Итак, эмоционально-знаковая память - это чрезвычайно важ­ный и существенный феномен на протяжении всей жизни челове­ка. Но возрастная граница, с которой начинается ее отсчет - это, судя по всему, возраст девятимесячного младенца. Именно в этом возрасте она подает первые признаки своего существования. Именно в этом возрасте у ребенка возникают зачатки личностно­го переживания предметов окружающего его мира. Именно в этом возрасте некоторые из тех следов, которые ребенок в изобилии оставляет на различных предметах в процессе манипулирования этими предметами, становятся в конце концов своеобразными метками тех эмоциональных переживаний, которые сопровожда­ли соответствующую манипулятивную активность ребенка. И ока­зываются способны спустя некоторое время вызывать к жизни смутные образы-воспоминания о тех переживаниях, смутные об­разы-воспоминания о тех чувствах, которые некогда испытывал этот ребенок.
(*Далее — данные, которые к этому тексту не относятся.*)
//! CLI argument definitions using clap
//!
//! Commands:
//! - pmcore init --config <path>
//! - pmcore start --config <path>
//! - pmcore serve --config <path> [--port <port>]
//! - pmcore attrs --config <path>

use clap::{Parser, Subcommand};
use std::path::PathBuf;

/// pmcore - System sleep-state transition coordinator
#[derive(Parser, Debug)]
#[command(name = "pmcore")]
#[command(version, about, long_about = None)]
pub struct Cli {
    #[command(subcommand)]
    pub command: Command,
}

#[derive(Subcommand, Debug)]
pub enum Command {
    /// Write a default configuration file
    Init {
        /// Path to configuration file
        #[arg(long, default_value = "./pmcore.json")]
        config: PathBuf,
    },

    /// Boot a coordinator on the simulated platform and serve JSON lines on stdin
    Start {
        /// Path to configuration file
        #[arg(long, default_value = "./pmcore.json")]
        config: PathBuf,
    },

    /// Serve the control surface over HTTP
    Serve {
        /// Path to configuration file
        #[arg(long, default_value = "./pmcore.json")]
        config: PathBuf,

        /// Override the configured HTTP port
        #[arg(long)]
        port: Option<u16>,
    },

    /// Print the attribute table for a configuration
    Attrs {
        /// Path to configuration file
        #[arg(long, default_value = "./pmcore.json")]
        config: PathBuf,
    },
}

impl Cli {
    /// Parse command line arguments
    pub fn parse_args() -> Self {
        Cli::parse()
    }
}
//! JSON I/O handling for CLI
//!
//! - Input: one JSON object per line on stdin
//! - Output: one JSON object per line on stdout
//! - UTF-8 only

use std::io::{self, BufRead, Write};

use serde_json::Value;

use super::errors::{CliError, CliResult};
use crate::errors::PmError;

/// Read request lines from stdin, skipping blank lines
pub fn read_requests() -> impl Iterator<Item = CliResult<String>> {
    let stdin = io::stdin();
    stdin.lock().lines().filter_map(|line| match line {
        Ok(line) if line.trim().is_empty() => None,
        Ok(line) => Some(Ok(line)),
        Err(e) => Some(Err(CliError::from(e))),
    })
}

fn emit(response: &Value) -> CliResult<()> {
    let mut stdout = io::stdout();
    serde_json::to_writer(&mut stdout, response)?;
    writeln!(stdout)?;
    stdout.flush()?;

    Ok(())
}

/// Write a success response to stdout
pub fn write_response(data: Value) -> CliResult<()> {
    emit(&serde_json::json!({
        "status": "ok",
        "data": data
    }))
}

/// Write an error response to stdout
pub fn write_error(code: &str, message: &str) -> CliResult<()> {
    emit(&serde_json::json!({
        "status": "error",
        "code": code,
        "message": message
    }))
}

/// Write a coordinator error, including the errno a sysfs caller would see
pub fn write_pm_error(error: &PmError) -> CliResult<()> {
    emit(&serde_json::json!({
        "status": "error",
        "code": error.kind(),
        "errno": error.errno(),
        "message": error.to_string()
    }))
}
Разумеется, это происходит далеко не сразу и далеко не со всеми следами манипулятивной активности. Ребенок прежде все­го должен достичь определенного уровня психического развития, и, похоже, граница девятимесячного возраста является в этом плане принципиальной: до этого возраста ребенок просто не спо­собен удерживать в своем сознании знак и предмет как носитель знака. С другой стороны, необходимо достаточно сильное в эмо­циональном плане переживание (экзистенциально значимое пере­живание), чтобы произошла знаковая зацепка этого пережива­ния за некий предмет, случайно оказавшийся в этот момент в руках у ребенка. Таким экзистенциально значимым переживани­ем девятимесячного ребенка может стать, к примеру, пережива­ние, вызванное резким дискомфортом во взаимоотношениях со взрослыми. Скажем, острое неудовольствие матери поведением или какими-то незапланированными реакциями своего ребенка (а стоит ли говорить, что такого рода незапланированных реак­ций в поведении младенца более чем достаточно?): возмущение мокрыми штанишками, насильственное высаживание на горшок, насильственное кормление, раздражение детским плачем и проч.,

и проч., и проч. Любые проявления родительского гнева, непо­нимания, раздражения; наконец, просто любые депривационные ситуации, связанные с уходом матери на работу на длительный срок и т.п. - все это именно те ситуации, которые можно охарак­теризовать как экзистенциально значимые для ребенка. И это именно те ситуации, которые оставляют наиболее глубокие сле­ды в его эмоциональной памяти. А будучи случайно наложены на ту или иную предметно-манипулятивную активность, эти психодраматические ситуации оказываются как бы помечены с по­мощью различных предметов или игрушек и становятся тем са­мым основой личной предметной мифосемантики.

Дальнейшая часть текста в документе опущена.